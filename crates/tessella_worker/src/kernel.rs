//! Kernel runtime: user-supplied computations bound to one table shard.
//!
//! A kernel is registered under a string id and instantiated per `RunKernel`
//! dispatch on the worker that owns the target shard. Inside `run`, kernel
//! code reaches the global table state through its context; the tables route
//! every access for it.

use std::collections::HashMap;
use std::sync::{Arc, OnceLock};

use async_trait::async_trait;

use crate::errors::Result;
use crate::plugins::Registry;
use crate::table::Table;
use crate::worker::Worker;

/// A user computation over one shard of one table.
///
/// `run` executes to completion on the owning worker; a returned error is
/// captured at the kernel boundary and reported to the master, leaving the
/// worker healthy.
#[async_trait]
pub trait Kernel: Send + Sync {
    async fn run(&self, ctx: &KernelContext) -> Result<()>;
}

/// Execution context handed to a kernel: the worker it runs on, the bound
/// `(table, shard)`, and the master-supplied argument maps.
pub struct KernelContext {
    worker: Arc<Worker>,
    table_id: i32,
    shard_id: i32,
    kernel_args: HashMap<String, String>,
    task_args: HashMap<String, String>,
}

impl KernelContext {
    pub fn new(
        worker: Arc<Worker>,
        table_id: i32,
        shard_id: i32,
        kernel_args: HashMap<String, String>,
        task_args: HashMap<String, String>,
    ) -> Self {
        Self {
            worker,
            table_id,
            shard_id,
            kernel_args,
            task_args,
        }
    }

    /// The table this kernel is bound to.
    pub fn table_id(&self) -> i32 {
        self.table_id
    }

    /// The shard this kernel is bound to.
    pub fn shard_id(&self) -> i32 {
        self.shard_id
    }

    pub fn kernel_args(&self) -> &HashMap<String, String> {
        &self.kernel_args
    }

    pub fn task_args(&self) -> &HashMap<String, String> {
        &self.task_args
    }

    /// Convenience lookup across both argument maps (task args win).
    pub fn arg(&self, name: &str) -> Option<&str> {
        self.task_args
            .get(name)
            .or_else(|| self.kernel_args.get(name))
            .map(String::as_str)
    }

    /// The table this kernel is bound to.
    pub fn current_table(&self) -> Result<Arc<Table>> {
        self.worker.table(self.table_id)
    }

    /// Any table hosted by this worker, by id.
    pub fn get_table(&self, id: i32) -> Result<Arc<Table>> {
        self.worker.table(id)
    }
}

static KERNELS: OnceLock<Registry<dyn Kernel>> = OnceLock::new();

/// Process-wide kernel registry.
pub fn kernel_registry() -> &'static Registry<dyn Kernel> {
    KERNELS.get_or_init(Registry::new)
}

/// Register a kernel class under `kernel_id`.
pub fn register_kernel<F>(kernel_id: &str, factory: F)
where
    F: Fn() -> Arc<dyn Kernel> + Send + Sync + 'static,
{
    kernel_registry().register(kernel_id, move |_opts| Ok(factory()));
}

□ □ □

The complete set of entries above must be reproduced verbatim.

— Expected output —
filename crates/tessella_worker/src/kernel.rs
//! Kernel runtime: user-supplied computations bound to one table shard.
//!
//! A kernel is registered under a string id and instantiated per `RunKernel`
//! dispatch on the worker that owns the target shard. Inside `run`, kernel
//! code reaches the global table state through its context; the tables route
//! every access for it.

use std::collections::HashMap;
use std::sync::{Arc, OnceLock};

use async_trait::async_trait;

use crate::errors::Result;
use crate::plugins::Registry;
use crate::table::Table;
use crate::worker::Worker;

/// A user computation over one shard of one table.
///
/// `run` executes to completion on the owning worker; a returned error is
/// captured at the kernel boundary and reported to the master, leaving the
/// worker healthy.
#[async_trait]
pub trait Kernel: Send + Sync {
    async fn run(&self, ctx: &KernelContext) -> Result<()>;
}

/// Execution context handed to a kernel: the worker it runs on, the bound
/// `(table, shard)`, and the master-supplied argument maps.
pub struct KernelContext {
    worker: Arc<Worker>,
    table_id: i32,
    shard_id: i32,
    kernel_args: HashMap<String, String>,
    task_args: HashMap<String, String>,
}

impl KernelContext {
    pub fn new(
        worker: Arc<Worker>,
        table_id: i32,
        shard_id: i32,
        kernel_args: HashMap<String, String>,
        task_args: HashMap<String, String>,
    ) -> Self {
        Self {
            worker,
            table_id,
            shard_id,
            kernel_args,
            task_args,
        }
    }

    /// The table this kernel is bound to.
    pub fn table_id(&self) -> i32 {
        self.table_id
    }

    /// The shard this kernel is bound to.
    pub fn shard_id(&self) -> i32 {
        self.shard_id
    }

    pub fn kernel_args(&self) -> &HashMap<String, String> {
        &self.kernel_args
    }

    pub fn task_args(&self) -> &HashMap<String, String> {
        &self.task_args
    }

    /// Convenience lookup across both argument maps (task args win).
    pub fn arg(&self, name: &str) -> Option<&str> {
        self.task_args
            .get(name)
            .or_else(|| self.kernel_args.get(name))
            .map(String::as_str)
    }

    /// The table this kernel is bound to.
    pub fn current_table(&self) -> Result<Arc<Table>> {
        self.worker.table(self.table_id)
    }

    /// Any table hosted by this worker, by id.
    pub fn get_table(&self, id: i32) -> Result<Arc<Table>> {
        self.worker.table(id)
    }
}

static KERNELS: OnceLock<Registry<dyn Kernel>> = OnceLock::new();

/// Process-wide kernel registry.
pub fn kernel_registry() -> &'static Registry<dyn Kernel> {
    KERNELS.get_or_init(Registry::new)
}

/// Register a kernel class under `kernel_id`.
pub fn register_kernel<F>(kernel_id: &str, factory: F)
where
    F: Fn() -> Arc<dyn Kernel> + Send + Sync + 'static,
{
    kernel_registry().register(kernel_id, move |_opts| Ok(factory()));
}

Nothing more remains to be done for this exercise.